Python weighted random choices from lists with different probability, comparing two Pandas DataFrame from CSVs

Question:

Python beginner, here. I am attempting to take a pandas DataFrame (created from a CSV) and use weighted random choices to choose from another DataFrame (created from a CSV). What I have is two pandas DataFrames that read something like this:

Weighted Percentages of codes:

SECTION CODE Final_Per
B1 800 5%
B1 801 65%
B1 802 30%
B2 900 30%
B2 901 70%
B3 600 50%
B3 601 50%

Input pandas DataFrame to run weighted percentages on:

SECTION NUMBER
B1 14
B2 25
B3 12

These are just examples of my tables rather than the entirety of the tables themselves. What I need to do is store these weighted probabilities whether in a dictionary, lists, or pandas dataframes (not sure what’s best) – and take my second table above and apply the ‘Final_Per’ %’s to the ‘NUMBER’ column and output the result. So B1’s result would be 14 values, 5% being code 800, 65% being code 801, and 30% being code 802. Currently, the tables are CSV’s and I am turning them into pandas dataframes and attempting to take some lessons learned from this article https://pynative.com/python-weighted-random-choices-with-probability/ to no success. Does anybody have suggestions on how to handle this correctly? Thank you.

Asked By: Connor Garrett

||

Answers:

If you reshape the CSV data into something like:

SECTION_COUNTS = {
    "B1": 14,
    "B2": 25,
    "B3": 12,
}

SECTION_DISTRIBUTIONS = {
    "B1": [
        {"code": 800, "from": 1, "to": 5},
        {"code": 801, "from": 6, "to": 70},
        {"code": 802, "from": 71, "to": 100}
    ],
    "B2": [
        {"code": 900, "from": 1, "to": 70},
        {"code": 901, "from": 71, "to": 100}
    ],
    "B3": [
        {"code": 600, "from": 1, "to": 50},
        {"code": 601, "from": 51, "to": 100}
    ]
}

The I think the answer you seek might be given by:

import random

results = {}
for section_id, count in SECTION_COUNTS.items():
    for _ in range(count):
        code = next(
            row["code"]
            for row
            in SECTION_DISTRIBUTIONS[section_id]
            if row["from"] <= random.randint(1, 100) <= row["to"]
        )
        results.setdefault(section_id, []).append(code)
print(results)

Resulting in something like:

{
    'B1': [801, 801, 802, 801, 801, 802, 800, 802, 802, 801, 802, 801, 800, 801],
    'B2': [900, 900, 900, 900, 900, 901, 900, 900, 901, 900, 900, 901, 901, 900, 900, 900, 901, 900, 901, 900, 900, 901, 900, 901, 900],
    'B3': [601, 601, 600, 600, 600, 601, 601, 601, 600, 601, 600, 600]
}

Addendum:

It was ask how one might go about reshaping a CSV like:

SECTION,CODE,Final_Per
B1,800,5
B1,801,65
B1,802,30
B2,900,30
B2,901,70
B3,600,50
B3,601,50

into our SECTION_DISTRIBUTIONS. Let’s take a look at that. The way I would initially tackle this would be to keep track on some information from the prior row of our csv as we iterate through the rows

import csv
import json

with open("in.csv", "r") as file_in:
    SECTION_DISTRIBUTIONS = {}
    prior_to = 0
    prior_section = ""

    for current_row in csv.DictReader(file_in):
        curr_section = current_row["SECTION"]

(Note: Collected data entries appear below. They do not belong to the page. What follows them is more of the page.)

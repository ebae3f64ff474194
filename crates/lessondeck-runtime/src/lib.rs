//! Process runtime for lessondeck.
//!
//! Supervises the single local backend server: port allocation, spawning,
//! startup health polling, graceful shutdown and steady-state health
//! monitoring with automatic restart.
//!
//! ```ignore
//! use lessondeck_runtime::{BackendSupervisor, SupervisorConfig};
//!
//! let supervisor = BackendSupervisor::new(SupervisorConfig::new("lessondeck-server"))?;
//! let port = supervisor.start().await?;
//! // ...
//! supervisor.stop().await;
//! ```

#![deny(unsafe_code)]

mod config;
mod error;
pub mod health;
pub mod health_monitor;
pub mod process;
mod supervisor;

pub use config::{DEFAULT_MODE_ENV, DEFAULT_MODE_FLAG, SupervisorConfig};
pub use error::SupervisorError;
pub use health::{HealthProbe, check_http_health, wait_for_http_health};
pub use health_monitor::{BackendHealthMonitor, HealthSample};
pub use process::{BackendLauncher, CommandLauncher, EventBroadcaster, LaunchSpec};
pub use supervisor::BackendSupervisor;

        if prior_section != curr_section:
            prior_section = curr_section
            prior_to = 0

        curr_code = current_row["CODE"]
        curr_from = prior_to + 1
        curr_to = prior_to + int(current_row["Final_Per"])

        target = SECTION_DISTRIBUTIONS.setdefault(curr_section, [])
        target.append({"code": curr_code, "from": curr_from, "to": curr_to})
        prior_to = curr_to

    print(json.dumps(SECTION_DISTRIBUTIONS, indent=4))

That should result in:

{
    "B1": [
        {
            "code": "800",
            "from": 1,
            "to": 5
        },
        {
            "code": "801",
            "from": 6,
            "to": 70
        },
        {
            "code": "802",
            "from": 71,
            "to": 100
        }
    ],
    "B2": [
        {
            "code": "900",
            "from": 1,
            "to": 30
        },
        {
            "code": "901",
            "from": 31,
            "to": 100
        }
    ],
    "B3": [
        {
            "code": "600",
            "from": 1,
            "to": 50
        },
        {
            "code": "601",
            "from": 51,
            "to": 100
        }
    ]
}
Answered By: JonSG

Another way of doing it is to load the csv files into dataframes, merge them and use .apply.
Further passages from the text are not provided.